What I was dealing with, plenty of swirls, and lots of RDS's (Not all removed obviously)


DSC_0508

Getting started - 50/50


DSC_0514

And again


DSC_0518


DSC_0519


DSC_0524

Waxed with Dodo Juice of some sort, cant remember now...


DSC_0525

Direct sun shots of a natural 50/50


DSC_0534

Un-corrected


DSC_0535

Here goes - £1.90 of the finest


DSC_0537

And after - Bearing in mind, I've spent an hour correcting 5 years of swirls, the car wash then managed to put in about 3 years of swirls back in 2 minutes!


DSC_0542


DSC_0543


DSC_0544


DSC_0546

They were very formulated all going in one direction (nature of car wash obviously) and tbh I was shocked at how bad the car was after, considering the car was totally clean when it went in, imagine how it would of looked if it wasnt washed for 6 months before hand...

Thanks for looking


----------



## Deanvtec (Mar 3, 2008)

Brilliant, cheers for posting and doing that, £1.90 = £0000 correctional costs. Cheap and Cheerful means Crap and Expensive.:thumb:


----------



## declanswan (Feb 27, 2008)

Good post. Just shows how evil these machines are. The devils creation :thumb::thumb:


----------



## 888-Dave (Jul 30, 2010)

Nice work mate :thumb:


----------



## dooka (Aug 1, 2006)

I've seen a lot worse come out of a car wash, your car wash is fairly gentle by the looks of it..

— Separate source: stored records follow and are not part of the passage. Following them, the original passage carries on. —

impl DocBridge {
    pub fn new(store: Arc<ConfigStore>, cache: VfsCache) -> Self {
        Self {
            store,
            cache,
            rpc: None,
            authorizer: None,
        }
    }

    pub fn with_rpc(mut self, rpc: Arc<dyn RpcDispatcher>) -> Self {
        self.rpc = Some(rpc);
        self
    }

    pub fn with_authorizer(mut self, authorizer: Arc<dyn Authorizer>) -> Self {
        self.authorizer = Some(authorizer);
        self
    }

    /// Library version string.
    pub fn version(&self) -> &'static str {
        env!("CARGO_PKG_VERSION")
    }

    /// Map a 0/1/2+ verbosity to the logger's level filter.
    pub fn set_log_verbosity(&self, verbosity: u32) {
        let level = match verbosity {
            0 => LevelFilter::Warn,
            1 => LevelFilter::Info,
            _ => LevelFilter::Debug,
        };
        log::set_max_level(level);
    }

    async fn vfs_for_doc(&self, doc: &str) -> Result<(Arc<Vfs>, String), OpError> {
        let (remote, path) = doc::split_remote(doc).map_err(|err| translate_parse(&err))?;
        let vfs = self
            .cache
            .get(&remote)
            .await
            .map_err(|err| translate_vfs(&err, libc::EINVAL))?;
        Ok((vfs, path))
    }

    /// List a directory's entries, sorted lexicographically by name.
    pub async fn list(&self, doc: &str) -> Result<Vec<DirEntry>, OpError> {
        let (vfs, path) = self.vfs_for_doc(doc).await?;
        let entries = vfs
            .list(&path)
            .await
            .map_err(|err| translate(&err, libc::EIO))?;
        Ok(entries
            .iter()
            .map(|info| dir_entry(info, doc, true))
            .collect())
    }

    /// Stat a single document without following symlinks.
    pub async fn stat(&self, doc: &str) -> Result<DirEntry, OpError> {
        let (vfs, path) = self.vfs_for_doc(doc).await?;
        let info = vfs
            .stat(&path)
            .await
            .map_err(|err| translate(&err, libc::EIO))?;
        Ok(dir_entry(&info, doc, false))
    }

    /// Create a directory with the given permission bits.
    pub async fn mkdir(&self, doc: &str, perms: u32) -> Result<(), OpError> {
        let (vfs, path) = self.vfs_for_doc(doc).await?;
        vfs.mkdir(&path, perms)
            .await
            .map_err(|err| translate(&err, libc::EIO))
    }

    /// Rename a document within one remote. Both docs must resolve to the
    /// same instance; the backend rename primitive cannot cross remotes.
    /// Beyond EEXIST, error codes from here are advisory only.
    pub async fn rename(&self, source_doc: &str, target_doc: &str) -> Result<(), OpError> {
        let (source_vfs, source_path) = self.vfs_for_doc(source_doc).await?;
        let (target_vfs, target_path) = self.vfs_for_doc(target_doc).await?;

        if !Arc::ptr_eq(&source_vfs, &target_vfs) {
            return Err(translate(&BackendError::InvalidArgument, libc::EINVAL));
        }

        source_vfs
            .rename(&source_path, &target_path)
            .await
            .map_err(|err| translate(&err, libc::EIO))
    }

    /// Delete a document, optionally recursively.
    pub async fn remove(&self, doc: &str, recursive: bool) -> Result<(), OpError> {
        let (vfs, path) = self.vfs_for_doc(doc).await?;
        vfs.remove(&path, recursive)
            .await
            .map_err(|err| translate(&err, libc::EIO))
    }

    /// Resolve a doc to its backend root and leaf name, probing the
    /// backend so an existing file is addressed through its parent.
    async fn resolved_root(
        &self,
        doc: &str,
        treat_as_file: bool,
    ) -> Result<(Arc<Vfs>, String, String), OpError> {
        let (root_doc, name) =
            doc::resolve_for_operation(doc, treat_as_file).map_err(|err| translate_parse(&err))?;
        let (remote, base) = doc::split_remote(&root_doc).map_err(|err| translate_parse(&err))?;
        let vfs = self
            .cache
            .get(&remote)
            .await
            .map_err(|err| translate_vfs(&err, libc::EINVAL))?;

        let mut base = normalize(&base);
        let mut name = name;
        if !treat_as_file {
            match vfs.backend().stat(&base).await {
                Ok(info) if !info.is_dir() => {
                    // The doc is an existing file: address its parent.
                    let (_, leaf) =
                        doc::split_parent_leaf(doc).map_err(|err| translate_parse(&err))?;
                    base = match base.rfind('/') {
                        Some(idx) => base[..idx].to_string(),
                        None => String::new(),
                    };
                    name = leaf;
                }
                _ => {}
            }
        }

        Ok((vfs, base, name))
    }

    /// Copy or move a document. Directory sources merge their contents
    /// into the target; file sources overwrite an existing target object
    /// in place. Server-side transfer is used where the backend offers it.
    pub async fn copy_or_move(
        &self,
        source_doc: &str,
        target_doc: &str,
        is_copy: bool,
    ) -> Result<(), OpError> {
        let (source_vfs, source_base, source_file) =
            self.resolved_root(source_doc, false).await?;
        // A file source forces the target to be addressed as parent+leaf,
        // even where the target doc alone would resolve ambiguously.
        let (target_vfs, target_base, target_file) = self
            .resolved_root(target_doc, !source_file.is_empty())
            .await?;

        let source = source_vfs.backend();
        let target = target_vfs.backend();

        if source_file.is_empty() {
            if !target_file.is_empty() {
                // A directory cannot be merged into a file.
                return Err(translate(&BackendError::IsFile, libc::EIO));
            }

            let result = if is_copy {
                transfer::copy_dir(&source, &source_base, &target, &target_base).await
            } else {
                let moved =
                    transfer::move_dir(&source, &source_base, &target, &target_base).await;
                if moved.is_ok() {
                    // A merge-move leaves the emptied source directory
                    // behind; remove it as an explicit follow-up.
                    let _ = source.rmdir(&source_base).await;
                }
                moved
            };
            result.map_err(|err| translate(&err, libc::EIO))?;
        } else {
            let source_path = join_rel(&source_base, &source_file);
            let target_path = join_rel(&target_base, &target_file);

            source
                .stat(&source_path)
                .await
                .map_err(|err| translate(&err, libc::EIO))?;
            let existing = match target.stat(&target_path).await {
                Ok(info) => Some(info),
                Err(err) if err.is_not_found() => None,
                Err(err) => return Err(translate(&err, libc::EIO)),
            };

            let result = if is_copy {
                transfer::copy_object(&source, &source_path, &target, &target_path, existing.as_ref())
                    .await
            } else {
                transfer::move_object(&source, &source_path, &target, &target_path, existing.as_ref())
                    .await
            };
            result.map_err(|err| translate(&err, libc::EIO))?;
        }

        source_vfs.invalidate_listing(&source_base);
        target_vfs.invalidate_listing(&target_base);
        Ok(())
    }

    /// Open a file like POSIX `open()`; `mode` supplies permission bits
    /// for files the open creates. On instances whose content cache cannot
    /// hold writes, a writable open is forced to truncate.
    pub async fn open(&self, doc: &str, flags: i32, mode: u32) -> Result<DocFile, OpError> {
        let (vfs, path) = self.vfs_for_doc(doc).await?;

        let mut flags = flags;
        let wants_write = flags & (libc::O_WRONLY | libc::O_RDWR) != 0;
        if vfs.opts().cache_mode < CacheMode::Writes && wants_write {
            info!("{}: forcing truncation for writable streaming open", vfs.remote());
            flags |= libc::O_TRUNC;
        }

        let handle = vfs
            .open(&path, flags, mode)
            .await
            .map_err(|err| translate(&err, libc::EIO))?;
        Ok(DocFile {
            handle: Arc::new(handle),
        })
    }

    /// Whether the remote supports streaming uploads.
    pub async fn can_stream(&self, remote: &str) -> Result<bool, OpError> {
        let vfs = self
            .cache
            .get(remote)
            .await
            .map_err(|err| translate_vfs(&err, libc::EIO))?;
        Ok(vfs.backend().supports_streaming())
    }

    /// Storage usage, where the backend can report it.
    pub async fn about(&self, remote: &str) -> Result<Usage, OpError> {
        let vfs = self
            .cache
            .get(remote)
            .await
            .map_err(|err| translate_vfs(&err, libc::EIO))?;
        let backend: Arc<dyn RemoteBackend> = vfs.backend();
        if !backend.supports_about() {
            return Err(translate(&BackendError::Unsupported, libc::EIO));
        }
        backend
            .about()
            .await
            .map_err(|err| translate(&err, libc::EIO))
    }

    /// Evict the instance for one remote, draining pending writes first.
    pub async fn evict_remote(&self, remote: &str, delete_cache_dir: bool) {
        self.cache.evict(remote, delete_cache_dir).await;
    }

    /// Evict every cached instance.
    pub async fn evict_all(&self, delete_cache_dir: bool) {
        self.cache.evict_all(delete_cache_dir).await;
    }

    /// Worst-case seconds until every cache-enabled instance has started a
    /// cleanup pass; how long the host should stay alive after the last
    /// interaction.
    pub async fn max_cleanup_wait_secs(&self) -> u64 {
        self.cache.max_cleanup_wait_secs().await
    }

    /// Reload the config file. Instances are all evicted on success so no
    /// instance keeps running with stale options.
    pub async fn config_load(&self) -> Result<(), OpError> {
        self.store
            .load()
            .await
            .map_err(|err| translate_config(&err, libc::EIO))?;
        self.evict_all(true).await;
        Ok(())
    }

    pub async fn config_save(&self) -> Result<(), OpError> {
        self.store
            .save()
            .await
            .map_err(|err| translate_config(&err, libc::EIO))
    }

    pub fn config_set_path(&self, path: &str) {
        self.store.set_path(path);
    }

    /// Validate a remote name for use as a config section.
    pub fn check_remote_name(&self, name: &str) -> Result<(), OpError> {
        doc::check_remote_name(name).map_err(|err| translate_parse(&err))
    }

    pub fn config_copy_section(&self, old: &str, new: &str) {
        self.store.copy_section(old, new);
    }

    pub fn config_delete_section_key(&self, section: &str, key: &str) {
        self.store.delete_key(section, key);
    }

    /// Effective VFS options for a remote, string-serialized for display.
    pub fn vfs_options_text(&self, remote: &str) -> Result<Vec<(String, String)>, OpError> {
        let overrides = self.store.vfs_overrides(section_for_remote(remote));
        options::describe(&overrides).map_err(|err| translate_config(&err, libc::EINVAL))
    }

    /// Obscure a plain-text password for storage.
    pub fn password_obscure(&self, plain: &str) -> String {
        obscure::obscure(plain)
    }

    /// Reveal an obscured password.
    pub fn password_reveal(&self, obscured: &str) -> Result<String, OpError> {
        obscure::reveal(obscured).map_err(|err| translate_config(&err, libc::EINVAL))
    }

    /// Opaque RPC passthrough.
    pub async fn rpc_call(&self, method: &str, input: &str) -> RpcResult {
        match &self.rpc {
            Some(rpc) => rpc.call(method, input).await,
            None => RpcResult {
                output: r#"{"error":"no rpc dispatcher configured"}"#.to_string(),
                status: 501,
            },
        }
    }

    /// Run the blocking authorization flow with a NUL-separated argument
    /// list.
    pub async fn authorize(&self, args_nul_separated: &str) -> Result<(), OpError> {
        let Some(authorizer) = &self.authorizer else {
            return Err(translate(&BackendError::Unsupported, libc::EIO));
        };
        let args: Vec<String> = args_nul_separated
            .split('\0')
            .map(str::to_string)
            .collect();
        authorizer
            .authorize(&args)
            .await
            .map_err(|err| translate(&err, libc::EIO))
    }
}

Still goes to show modern gentle automate washes are bad, go through a few more times and have a look ..


----------



## W23 AJH (Oct 19, 2010)

Wow that is amazing :O


----------



## james. (Mar 1, 2010)

Great test! thanks for posting


----------



## ksm1985 (Dec 27, 2008)

my dad keeps puttin his black rav4 through these,  and uses a brush attached to the end of the hose to wash it on other occasions :lol:


----------



## andyt13 (May 21, 2009)

quality post mate


----------



## mundo (Sep 7, 2010)

fooking shocking just think six month ago i used these.....and the ones with the brush on the end :doublesho

no more though.......:thumb::buffer::argie::lol:


----------



## JBirchy (Oct 9, 2010)

Amazing - but the worst thing is - you could show most people (who aren't keen detailers/car nuts) those pics and they wouldn't care! Makes me sick!


----------



## james. (Mar 1, 2010)

JBirchy said:


> Amazing - but the worst thing is - you could show most people (who aren't keen detailers/car nuts) those pics and they wouldn't care! Makes me sick!


You're completely right!


----------



## lucky_paddy (Feb 14, 2010)

brilliant test


----------



## The Sheriff (Jul 15, 2008)

Superb post:thumb:


----------



## Mirror Finish Details (Aug 21, 2008)

JBirchy said:


> Amazing - but the worst thing is - you could show most people (who aren't keen detailers/car nuts) those pics and they wouldn't care! Makes me sick!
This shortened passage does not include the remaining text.